I need the miles. I need a recommitment to cultivating a more robust mental outlook, where adversity is not a brake but an engine pushing me forward. I need to get to the point where I blush just reminiscing about the suffering and striving, the fitness building and the form-topping coming. I can do this. This better start... now. Time has a way of not putting itself in reverse.

Friday, August 7, 2009

Life on the 'Farm

In New Zealand, we live up atop the Pisa Mountain Range at the Waiorau Snow Farm. Now, I'm on my way back to the U.S.A. Before I lift off over the Pacific, here are a couple of the pictures from the last days here.

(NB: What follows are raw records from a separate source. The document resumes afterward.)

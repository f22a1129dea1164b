//! Konfiguration des KI-Live-Session-Clients

use serde::{Deserialize, Serialize};
use std::time::Duration;
use vermittler_core::AnruferKontext;

/// Konfiguration fuer eine KI-Live-Session
#[derive(Debug, Clone, Serialize, Deserialize)]
#[serde(default)]
pub struct KiConfig {
    /// WebSocket-Endpunkt der Live-Session
    pub url: String,
    /// API-Schluessel (leer = keine Authentifizierung, z.B. lokaler Endpunkt)
    pub api_key: String,
    /// Modellname
    pub model: String,
    /// Ausgewaehlte Stimme fuer synthetisiertes Audio
    pub stimme: String,
    /// Basis-System-Prompt; wird pro Anruf um den Kontext ergaenzt
    pub instruktionen: String,
    /// Abtastrate des Audios das WIR zur KI senden (Telefonie-Rate)
    pub eingangs_rate_hz: u32,
    /// Native Abtastrate des Audios das die KI liefert
    pub ausgangs_rate_hz: u32,
    /// Connect/Handshake-Timeout in Sekunden
    pub verbindungs_timeout_sek: u64,
}

impl Default for KiConfig {
    fn default() -> Self {
        Self {
            url: "wss://api.example.ai/v1/live".into(),
            api_key: String::new(),
            model: "voice-live-1".into(),
            stimme: "marin".into(),
            instruktionen: "Du bist die freundliche Telefon-Rezeption einer Ferienunterkunft. \
                            Antworte kurz und hilfsbereit."
                .into(),
            eingangs_rate_hz: 16_000,
            ausgangs_rate_hz: 24_000,
            verbindungs_timeout_sek: 10,
        }
    }
}

impl KiConfig {
    /// Gibt das Connect-Timeout als Duration zurueck
    pub fn verbindungs_timeout(&self) -> Duration {
        Duration::from_secs(self.verbindungs_timeout_sek)
    }

    /// Baut den vollstaendigen System-Prompt fuer einen Anruf
    ///
    /// Der Anrufer-Kontext (Property, Reservierung, Gastname) wird an den
    /// Basis-Prompt angehaengt; ein leerer Kontext ergibt nur die Basis.
    pub fn prompt_bauen(&self, kontext: &AnruferKontext) -> String {
        let mut prompt = self.instruktionen.clone();
        if !kontext.prompt_kontext.is_empty() {
            prompt.push_str("\n\nKontext zu diesem Anruf:\n");
            prompt.push_str(&kontext.prompt_kontext);
        }
        if let Some(name) = &kontext.gast_name {
            prompt.push_str(&format!("\nDer Gast heisst {}.", name));
        }
        prompt
    }
}
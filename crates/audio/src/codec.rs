//! Opus Encoder/Decoder Wrapper
//!
//! Kapselt audiopus und stellt eine einfache PCM16-basierte API bereit.
//! Beide WebSocket-Strecken des Relays sprechen mono; die Frame-Groesse
//! ist auf 20 ms festgelegt (Telefonie-Standard).

use audiopus::{
    coder::{Decoder, Encoder},
    Application, Channels, SampleRate,
};
use tracing::debug;

use crate::error::{AudioError, AudioResult};

/// Frame-Dauer in Millisekunden (vom Provider beim Call-Answer verhandelt)
pub const FRAME_MS: u32 = 20;

/// Ziel-Bitrate fuer Sprache in kbps
const BITRATE_KBPS: i32 = 32;

/// Encoder-Komplexitaet (0-10)
const KOMPLEXITAET: u8 = 5;

/// Opus-Encoder: kodiert PCM16 zu Opus-Bytes
pub struct OpusEncoder {
    encoder: Encoder,
    sample_rate_hz: u32,
    frame_size: usize,
}

impl OpusEncoder {
    /// Erstellt einen neuen Mono-Sprach-Encoder fuer die gegebene Abtastrate
    pub fn neu(sample_rate_hz: u32) -> AudioResult<Self> {
        let sample_rate = rate_zu_audiopus(sample_rate_hz)?;

        let mut encoder = Encoder::new(sample_rate, Channels::Mono, Application::Voip)
            .map_err(|e| AudioError::CodecFehler(e.to_string()))?;

        encoder
            .set_bitrate(audiopus::Bitrate::BitsPerSecond(BITRATE_KBPS * 1000))
            .map_err(|e| AudioError::CodecFehler(e.to_string()))?;

        encoder
            .set_complexity(KOMPLEXITAET)
            .map_err(|e| AudioError::CodecFehler(e.to_string()))?;

        encoder
            .set_vbr(true)
            .map_err(|e| AudioError::CodecFehler(e.to_string()))?;

        // FEC gegen Paketverlust auf der Telefonie-Strecke
        encoder
            .set_inband_fec(true)
            .map_err(|e| AudioError::CodecFehler(e.to_string()))?;

        let frame_size = samples_pro_frame(sample_rate_hz);

        debug!(
            sample_rate_hz,
            frame_size, "OpusEncoder erstellt ({}kbps Sprache)", BITRATE_KBPS
        );

        Ok(Self {
            encoder,
            sample_rate_hz,
            frame_size,
        })
    }

    /// Kodiert einen PCM16-Frame zu Opus-Bytes
    ///
    /// Die Eingabe muss exakt `frame_size()` Samples lang sein.
    pub fn encode(&mut self, pcm: &[i16]) -> AudioResult<Vec<u8>> {
        if pcm.len() != self.frame_size {
            return Err(AudioError::Konfiguration(format!(
                "PCM-Frame muss {} Samples lang sein, war {}",
                self.frame_size,
                pcm.len()
            )));
        }

        // Puffer: max. 4000 Bytes reicht fuer alle Opus-Frames
        let mut output = vec![0u8; 4000];
        let written = self
            .encoder
            .encode(pcm, &mut output)
            .map_err(|e| AudioError::CodecFehler(e.to_string()))?;

        output.truncate(written);
        Ok(output)
    }

    /// Gibt die erwartete Frame-Groesse in Samples zurueck
    pub fn frame_size(&self) -> usize {
        self.frame_size
    }

    /// Gibt die Abtastrate zurueck
    pub fn sample_rate_hz(&self) -> u32 {
        self.sample_rate_hz
    }
}

/// Opus-Decoder: dekodiert Opus-Bytes zu PCM16
pub struct OpusDecoder {
    decoder: Decoder,
    sample_rate_hz: u32,
    frame_size: usize,
}

impl OpusDecoder {
    /// Erstellt einen neuen Mono-Decoder fuer die gegebene Abtastrate
    pub fn neu(sample_rate_hz: u32) -> AudioResult<Self> {
        let sr = rate_zu_audiopus(sample_rate_hz)?;

        let decoder =
            Decoder::new(sr, Channels::Mono).map_err(|e| AudioError::CodecFehler(e.to_string()))?;

        let frame_size = samples_pro_frame(sample_rate_hz);

        debug!(sample_rate_hz, frame_size, "OpusDecoder erstellt");

        Ok(Self {
            decoder,
            sample_rate_hz,
            frame_size,
        })
    }

    /// Dekodiert Opus-Bytes zu PCM16
    pub fn decode(&mut self, opus_data: &[u8]) -> AudioResult<Vec<i16>> {
        let mut output = vec![0i16; self.frame_size];
        let decoded = self
            .decoder
            .decode(Some(opus_data), &mut output, false)
            .map_err(|e| AudioError::CodecFehler(e.to_string()))?;

        output.truncate(decoded);
        Ok(output)
    }

    /// Gibt die erwartete Frame-Groesse in Samples zurueck
    pub fn frame_size(&self) -> usize {
        self.frame_size
    }

    /// Gibt die Abtastrate zurueck
    pub fn sample_rate_hz(&self) -> u32 {
        self.sample_rate_hz
    }
}

// ---------------------------------------------------------------------------
// Hilfsfunktionen
// ---------------------------------------------------------------------------

/// Samples pro 20-ms-Frame bei gegebener Abtastrate
pub fn samples_pro_frame(sample_rate_hz: u32) -> usize {
    (sample_rate_hz * FRAME_MS / 1000) as usize
}

fn rate_zu_audiopus(hz: u32) -> AudioResult<SampleRate> {
    match hz {
        8_000 => Ok(SampleRate::Hz8000),
        12_000 => Ok(SampleRate::Hz12000),
        16_000 => Ok(SampleRate::Hz16000),
        24_000 => Ok(SampleRate::Hz24000),
        48_000 => Ok(SampleRate::Hz48000),
        _ => Err(AudioError::Konfiguration(format!(
            "Abtastrate {} Hz wird von Opus nicht unterstuetzt",
            hz
        ))),
    }
}

#[cfg(test)]
mod tests {
    use super::*;

    #[test]
    fn encoder_konfiguration_telefonie() {
        let enc = OpusEncoder::neu(16_000);
        assert!(enc.is_ok(), "16kHz-Encoder sollte erstellbar sein");
        // 20ms bei 16kHz = 320 Samples
        assert_eq!(enc.unwrap().frame_size(), 320);
    }

    #[test]
    fn decoder_konfiguration_telefonie() {
        let dec = OpusDecoder::neu(16_000).unwrap();
        assert_eq!(dec.frame_size(), 320);
        assert_eq!(dec.sample_rate_hz(), 16_000);
    }

    #[test]
    fn ungueltige_abtastrate_fehler() {
        assert!(OpusEncoder::neu(44_100).is_err());
        assert!(OpusDecoder::neu(11_025).is_err());
    }

    #[test]
    fn encoder_falsche_frame_groesse_fehler() {
        let mut enc = OpusEncoder::neu(16_000).unwrap();
        // 320 Samples erwartet, aber 100 uebergeben
        let result = enc.encode(&vec![0i16; 100]);
        assert!(result.is_err());
    }

    #[test]
    fn encoder_decoder_roundtrip() {
        let mut enc = OpusEncoder::neu(16_000).unwrap();
        let mut dec = OpusDecoder::neu(16_000).unwrap();

        let frame_size = enc.frame_size();
        let pcm_in: Vec<i16> = (0..frame_size)
            .map(|i| ((i as f32 * 0.05).sin() * 8000.0) as i16)
            .collect();

        let encoded = enc.encode(&pcm_in).expect("Encoding sollte funktionieren");
        assert!(!encoded.is_empty());

        // Lossy, aber Frame- und Kanalanzahl bleiben erhalten
        let decoded = dec.decode(&encoded).expect("Decoding sollte funktionieren");
        assert_eq!(decoded.len(), frame_size);
    }

    #[test]
    fn mehrere_frames_nacheinander() {
        let mut enc = OpusEncoder::neu(16_000).unwrap();
        let mut dec = OpusDecoder::neu(16_000).unwrap();
        let stille = vec![0i16; enc.frame_size()];

        for _ in 0..5 {
            let encoded = enc.encode(&stille).unwrap();
            let decoded = dec.decode(&encoded).unwrap();
            assert_eq!(decoded.len(), 320);
        }
    }

    #[test]
    fn defekte_daten_werfen_fehler_statt_panik() {
        let mut dec = OpusDecoder::neu(16_000).unwrap();
        // Zufallsmuell ist kein gueltiger Opus-TOC – Fehler, kein Panic
        let result = dec.decode(&[0xDE, 0xAD, 0xBE, 0xEF, 0x01]);
        let _ = result; // beide Ausgaenge sind akzeptabel, nur kein Panic
    }

    #[test]
    fn samples_pro_frame_berechnung() {
        assert_eq!(samples_pro_frame(16_000), 320);
        assert_eq!(samples_pro_frame(24_000), 480);
        assert_eq!(samples_pro_frame(8_000), 160);
    }
}
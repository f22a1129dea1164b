//! Fehlertypen fuer den KI-Live-Session-Client

use thiserror::Error;

/// Alle moeglichen Fehler des KI-Clients
#[derive(Debug, Error)]
pub enum KiError {
    /// Handshake/Connect fehlgeschlagen oder Timeout ueberschritten
    #[error("Verbindung zur KI-Session fehlgeschlagen: {0}")]
    Verbindung(String),

    /// Die KI hat ein typisiertes Error-Envelope gesendet
    #[error("KI-Session-Fehler ({code}): {nachricht}")]
    Session { code: String, nachricht: String },
}

pub type KiResult<T> = Result<T, KiError>;
impl Inner {
    /// Markiert die Session als nicht laufend und hinterlegt den Grund
    fn fehler_setzen(&self, grund: String) {
        warn!(grund = %grund, "KI-Session nicht mehr laufend");
        *self.letzter_fehler.lock() = Some(grund);
        self.laeuft.store(false, Ordering::SeqCst);
    }

    /// Verarbeitet ein Server-Event; gibt true zurueck wenn der
    /// Empfangs-Task enden soll
    fn event_verarbeiten(&self, event: KiServerEvent, antwort_puffer: &mut String) -> bool {
        match event {
            KiServerEvent::AudioDelta { delta } => match b64_zu_pcm(&delta) {
                Ok(pcm) => {
                    let mut queue = self.audio_queue.lock();
                    queue.push_back(pcm);
                    if queue.len() > QUEUE_WARNSCHWELLE {
                        warn!(tiefe = queue.len(), "Audio-Ausgabe-Queue laeuft voll");
                    }
                }
                Err(e) => debug!(fehler = %e, "Audio-Delta nicht dekodierbar – verworfen"),
            },
            KiServerEvent::AntwortTranskript { delta } => {
                antwort_puffer.push_str(&delta);
            }
            KiServerEvent::AntwortFertig => {
                if !antwort_puffer.is_empty() {
                    let text = std::mem::take(antwort_puffer);
                    self.transkript_queue
                        .lock()
                        .push_back(Transkript::jetzt(TranskriptRolle::Assistent, text));
                }
            }
            KiServerEvent::AnruferTranskript { transcript } => {
                self.transkript_queue
                    .lock()
                    .push_back(Transkript::jetzt(TranskriptRolle::Anrufer, transcript));
            }
            KiServerEvent::SessionBeendet { reason } => {
                self.fehler_setzen(format!(
                    "Session serverseitig beendet: {}",
                    reason.unwrap_or_else(|| "ohne Grund".into())
                ));
                return true;
            }
            KiServerEvent::Fehler { error } => {
                self.fehler_setzen(format!(
                    "KI-Fehler {}: {}",
                    error.code.unwrap_or_else(|| "unbekannt".into()),
                    error.message
                ));
                return true;
            }
            KiServerEvent::SessionErstellt { session_id, .. } => {
                // Nach dem Handshake nicht mehr erwartet
                debug!(session_id = %session_id, "Verspaetetes session.created ignoriert");
            }
            KiServerEvent::Unbekannt => {
                trace!("Unbekanntes KI-Event ignoriert");
            }
        }
        false
    }
}
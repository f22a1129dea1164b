//! Fallback/Reconnect-Policy
//!
//! Entscheidet pro Anruf ob die KI-Session neu verbunden oder auf die
//! Provider-Ansage degradiert wird. Der Transport (KiLiveClient) verbindet
//! sich nie selbststaendig neu – diese Policy ist die einzige Stelle die
//! Reconnects anstoesst.
//!
//! ## Zustandsautomat (pro Anruf)
//! ```text
//! connected --(Fehler/Close)--> reconnecting --(Erfolg)--> connected
//!                                   |
//!                 (Budget erschoepft, exponentieller Backoff)
//!                                   v
//!                          fallback_permanent   <- terminal, einmalige Ansage
//! ```

use std::sync::Arc;
use std::time::Duration;

use tracing::{debug, info, warn};

use crate::control::SprachAktion;
use crate::session::CallSession;

/// Konfiguration der Fallback-Policy
#[derive(Debug, Clone)]
pub struct FallbackConfig {
    /// Maximale Reconnect-Versuche bevor dauerhaft degradiert wird
    pub max_versuche: u32,
    /// Basis des exponentiellen Backoffs zwischen Versuchen
    pub backoff_basis: Duration,
    /// Die einmalige Ansage im dauerhaften Fallback
    pub fallback_text: String,
}

impl Default for FallbackConfig {
    fn default() -> Self {
        Self {
            max_versuche: 2,
            backoff_basis: Duration::from_millis(500),
            fallback_text: "Entschuldigung, unser Sprachassistent ist gerade nicht erreichbar. \
                            Wir rufen Sie schnellstmoeglich zurueck."
                .into(),
        }
    }
}

/// Fallback/Reconnect-Policy, eine Instanz fuer den ganzen Prozess
///
/// Der veraenderliche Zustand lebt pro Anruf in dessen CallSession.
pub struct FallbackPolicy {
    sprach_aktion: Arc<dyn SprachAktion>,
    config: FallbackConfig,
}

impl FallbackPolicy {
    /// Erstellt die Policy mit der gegebenen Control-Plane-Anbindung
    pub fn neu(sprach_aktion: Arc<dyn SprachAktion>, config: FallbackConfig) -> Self {
        Self {
            sprach_aktion,
            config,
        }
    }

    /// Ein Policy-Durchlauf fuer eine Session ohne laufende KI-Verbindung
    ///
    /// Wird vom Outbound-Forwarder aufgerufen solange `laeuft() == false`.
    /// Blockiert hoechstens fuer die aktuelle Backoff-Wartezeit.
    pub async fn pruefen(&self, session: &Arc<CallSession>) {
        let zustand = session.fallback_zustand();

        // Terminal: nie wieder verbinden, nur Durchlaeufe zaehlen
        if zustand.dauerhaft {
            session.fallback_aktualisieren(|z| z.durchlaeufe += 1);
            return;
        }

        if zustand.versuche >= self.config.max_versuche {
            self.dauerhaft_degradieren(session).await;
            return;
        }

        let versuch = session.naechster_reconnect_versuch();
        let wartezeit = self.backoff(versuch);
        info!(
            stream_id = %session.stream_id(),
            versuch,
            wartezeit_ms = wartezeit.as_millis() as u64,
            "KI-Session getrennt – Reconnect-Versuch"
        );
        tokio::time::sleep(wartezeit).await;

        match session.ki().verbinden().await {
            Ok(_) => {
                info!(stream_id = %session.stream_id(), "KI-Session wiederhergestellt");
                // Der Anrufer hat Stille erlebt; die KI soll das kurz auffangen
                session
                    .ki()
                    .text_senden(
                        "Die Verbindung war kurz unterbrochen. Entschuldige dich in einem \
                         Satz beim Anrufer und setze das Gespraech fort.",
                    )
                    .await;
            }
            Err(e) => {
                warn!(
                    stream_id = %session.stream_id(),
                    versuch,
                    fehler = %e,
                    "Reconnect fehlgeschlagen"
                );
            }
        }
    }

    /// Wechselt in den terminalen Fallback und loest die einmalige Ansage aus
    async fn dauerhaft_degradieren(&self, session: &Arc<CallSession>) {
        let erste_degradierung = {
            let mut erste = false;
            session.fallback_aktualisieren(|z| {
                if !z.dauerhaft {
                    z.dauerhaft = true;
                    erste = !z.fallback_gesendet;
                    z.fallback_gesendet = true;
                }
            });
            erste
        };

        if !erste_degradierung {
            debug!(stream_id = %session.stream_id(), "Fallback bereits aktiv");
            return;
        }

        warn!(
            stream_id = %session.stream_id(),
            "Reconnect-Budget erschoepft – dauerhafter Fallback auf Provider-Ansage"
        );
        // Ein Versuch; schlaegt die Control-Plane fehl bleibt es trotzdem
        // bei genau einer Ansage (keine Wiederholungsschleife im Anruf)
        if let Err(e) = self
            .sprach_aktion
            .sprechen(session.call_control_id(), &self.config.fallback_text)
            .await
        {
            warn!(
                stream_id = %session.stream_id(),
                fehler = %e,
                "Fallback-Ansage fehlgeschlagen"
            );
        }
    }

    /// Exponentieller Backoff: basis * 2^(versuch-1)
    fn backoff(&self, versuch: u32) -> Duration {
        let faktor = 2u32.saturating_pow(versuch.saturating_sub(1).min(8));
        self.config.backoff_basis.saturating_mul(faktor)
    }
}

Kristina Strandberg striding it out with a background that makes me think of skiing on the moon.



Chris Klebl putting the kilometers in. It's cool to share the trails here with athletes who overcome unique challenges everytime they hit the cordoroy.




Chemical soon-to-be-nighttime Sky above the Southern Alps.




Ahh, nothing like an underpowered ten passenger van with bald tires on snowy, curvy dirt roads. Makes getting to town a bit of an adventure. Also makes learning how to put on chains a necessity.

I"m off. First to Southern California for a couple days in the Santa Ynez Valley sun, then back home to the Pacific Northwest...

Saturday, August 1, 2009

South Island in Pictures


(Photo by Justin Wadsworth).


Every year, for the last eight years, I've made a southern trek to New Zealand's South Island to find some time on the magic white stuff. The training load during my days here always tilts a bit to the side of volume. As a coach of mine use to say, "There's a certain quality to quantity."


(Photo by Justin Wadsworth).

Since I'm down in the country of Murray Halberg, Peter Snell and Co. it might be apt to steal a line, or at least paraphrase, a thought of Arthur Lydiard's - from distance work comes speed. Speed training has been far from a focus so far this season. Still, the speed over the snow feels good.

Run to the Top... Ski to the Top...



(Photo by Torin.)

Living above the treeline atop a mountain, weather moves in easily at the Wairaou SnowFarm. And sometimes with a nasty disposition. Other days, it's just beautiful. With a combination of snowfences and sunshine, this counts as one of the latter.